**WHAT THE TASK ASKS**
Give back the full set of entries exactly, keeping each line intact.

Stored data entries
>>>

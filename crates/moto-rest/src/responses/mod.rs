//! Response envelope and error mapping.
//!
//! Every handler replies with the same JSON envelope: `success` plus either
//! a `data` payload or an `error` object. Validation failures additionally
//! surface per-field `details` so a client can point at the offending
//! input instead of parsing the flattened message.

use axum::{
    http::StatusCode,
    response::{IntoResponse, Response},
    Json,
};
use moto_core::{ErrorResponse, MotoError};
use serde::{Deserialize, Serialize};
use tracing::error;

/// JSON envelope shared by every endpoint.
#[derive(Debug, Clone, Serialize, Deserialize)]
pub struct ApiResponse<T> {
    pub success: bool,
    #[serde(skip_serializing_if = "Option::is_none")]
    pub data: Option<T>,
    #[serde(skip_serializing_if = "Option::is_none")]
    pub error: Option<ErrorResponse>,
}

impl<T> ApiResponse<T> {
    /// Wraps a payload in a successful envelope.
    pub fn success(data: T) -> Self {
        Self {
            success: true,
            data: Some(data),
            error: None,
        }
    }
}

impl ApiResponse<()> {
    fn failure(error: ErrorResponse) -> Self {
        Self {
            success: false,
            data: None,
            error: Some(error),
        }
    }
}

/// Newtype that lets handlers bubble a [`MotoError`] straight out with `?`.
#[derive(Debug)]
pub struct AppError(pub MotoError);

impl From<MotoError> for AppError {
    fn from(err: MotoError) -> Self {
        Self(err)
    }
}

impl IntoResponse for AppError {
    fn into_response(self) -> Response {
        let status = StatusCode::from_u16(self.0.status_code())
            .unwrap_or(StatusCode::INTERNAL_SERVER_ERROR);

        // Client errors are the caller's problem; server errors are ours
        if status.is_server_error() {
            error!("Request failed: {}", self.0);
        }

        let mut payload = ErrorResponse::from_error(&self.0);
        if let MotoError::Validation { fields, .. } = &self.0 {
            if !fields.is_empty() {
                payload = payload.with_details(fields.clone());
            }
        }

        (status, Json(ApiResponse::failure(payload))).into_response()
    }
}

/// Handler result: a wrapped payload or an error envelope.
pub type ApiResult<T> = Result<Json<ApiResponse<T>>, AppError>;

/// 200 with the payload wrapped in the envelope.
pub fn ok<T>(data: T) -> ApiResult<T> {
    Ok(Json(ApiResponse::success(data)))
}

/// 201 with the payload wrapped in the envelope.
pub fn created<T>(data: T) -> (StatusCode, Json<ApiResponse<T>>) {
    (StatusCode::CREATED, Json(ApiResponse::success(data)))
}

#[cfg(test)]
mod tests {
    use super::*;
    use http_body_util::BodyExt;
    use moto_core::FieldError;

    async fn body_json(response: Response) -> serde_json::Value {
        let bytes = response.into_body().collect().await.unwrap().to_bytes();
        serde_json::from_slice(&bytes).unwrap()
    }

    #[test]
    fn test_success_envelope_omits_error() {
        let json = serde_json::to_value(ApiResponse::success(7)).unwrap();
        assert_eq!(json["success"], true);
        assert_eq!(json["data"], 7);
        assert!(json.get("error").is_none());
    }

    #[tokio::test]
    async fn test_validation_error_renders_field_details() {
        let err = AppError(MotoError::validation_with_fields(
            "email: Invalid email address",
            vec![FieldError {
                field: "email".to_string(),
                message: "Invalid email address".to_string(),
                code: "email".to_string(),
            }],
        ));

        let response = err.into_response();
        assert_eq!(response.status(), StatusCode::BAD_REQUEST);

        let json = body_json(response).await;
        assert_eq!(json["success"], false);
        assert_eq!(json["error"]["code"], "VALIDATION_ERROR");
        assert_eq!(json["error"]["details"][0]["field"], "email");
    }

    #[tokio::test]
    async fn test_non_validation_error_has_no_details() {
        let response = AppError(MotoError::not_found("User", 9)).into_response();
        assert_eq!(response.status(), StatusCode::NOT_FOUND);

        let json = body_json(response).await;
        assert_eq!(json["error"]["code"], "NOT_FOUND");
        assert!(json["error"].get("details").is_none());
    }
}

<<<

**TASK OUTPUT**
filename crates/moto-rest/src/responses/mod.rs
//! Response envelope and error mapping.
//!
//! Every handler replies with the same JSON envelope: `success` plus either
//! a `data` payload or an `error` object. Validation failures additionally
//! surface per-field `details` so a client can point at the offending
//! input instead of parsing the flattened message.

use axum::{
    http::StatusCode,
    response::{IntoResponse, Response},
    Json,
};
use moto_core::{ErrorResponse, MotoError};
use serde::{Deserialize, Serialize};
use tracing::error;

/// JSON envelope shared by every endpoint.
#[derive(Debug, Clone, Serialize, Deserialize)]
pub struct ApiResponse<T> {
    pub success: bool,
    #[serde(skip_serializing_if = "Option::is_none")]
    pub data: Option<T>,
    #[serde(skip_serializing_if = "Option::is_none")]
    pub error: Option<ErrorResponse>,
}

impl<T> ApiResponse<T> {
    /// Wraps a payload in a successful envelope.
    pub fn success(data: T) -> Self {
        Self {
            success: true,
            data: Some(data),
            error: None,
        }
    }
}

impl ApiResponse<()> {
    fn failure(error: ErrorResponse) -> Self {
        Self {
            success: false,
            data: None,
            error: Some(error),
        }
    }
}

/// Newtype that lets handlers bubble a [`MotoError`] straight out with `?`.
#[derive(Debug)]
pub struct AppError(pub MotoError);

impl From<MotoError> for AppError {
    fn from(err: MotoError) -> Self {
        Self(err)
    }
}

impl IntoResponse for AppError {
    fn into_response(self) -> Response {
        let status = StatusCode::from_u16(self.0.status_code())
            .unwrap_or(StatusCode::INTERNAL_SERVER_ERROR);

        // Client errors are the caller's problem; server errors are ours
        if status.is_server_error() {
            error!("Request failed: {}", self.0);
        }

        let mut payload = ErrorResponse::from_error(&self.0);
        if let MotoError::Validation { fields, .. } = &self.0 {
            if !fields.is_empty() {
                payload = payload.with_details(fields.clone());
            }
        }

        (status, Json(ApiResponse::failure(payload))).into_response()
    }
}

/// Handler result: a wrapped payload or an error envelope.
pub type ApiResult<T> = Result<Json<ApiResponse<T>>, AppError>;

/// 200 with the payload wrapped in the envelope.
pub fn ok<T>(data: T) -> ApiResult<T> {
    Ok(Json(ApiResponse::success(data)))
}

/// 201 with the payload wrapped in the envelope.
pub fn created<T>(data: T) -> (StatusCode, Json<ApiResponse<T>>) {
    (StatusCode::CREATED, Json(ApiResponse::success(data)))
}

#[cfg(test)]
mod tests {
    use super::*;
    use http_body_util::BodyExt;
    use moto_core::FieldError;

    async fn body_json(response: Response) -> serde_json::Value {
        let bytes = response.into_body().collect().await.unwrap().to_bytes();
        serde_json::from_slice(&bytes).unwrap()
    }

    #[test]
    fn test_success_envelope_omits_error() {
        let json = serde_json::to_value(ApiResponse::success(7)).unwrap();
        assert_eq!(json["success"], true);
        assert_eq!(json["data"], 7);
        assert!(json.get("error").is_none());
    }

    #[tokio::test]
    async fn test_validation_error_renders_field_details() {
        let err = AppError(MotoError::validation_with_fields(
            "email: Invalid email address",
            vec![FieldError {
                field: "email".to_string(),
                message: "Invalid email address".to_string(),
                code: "email".to_string(),
            }],
        ));

        let response = err.into_response();
        assert_eq!(response.status(), StatusCode::BAD_REQUEST);

        let json = body_json(response).await;
        assert_eq!(json["success"], false);
        assert_eq!(json["error"]["code"], "VALIDATION_ERROR");
        assert_eq!(json["error"]["details"][0]["field"], "email");
    }

    #[tokio::test]
    async fn test_non_validation_error_has_no_details() {
        let response = AppError(MotoError::not_found("User", 9)).into_response();
        assert_eq!(response.status(), StatusCode::NOT_FOUND);

        let json = body_json(response).await;
        assert_eq!(json["error"]["code"], "NOT_FOUND");
        assert!(json["error"].get("details").is_none());
    }
}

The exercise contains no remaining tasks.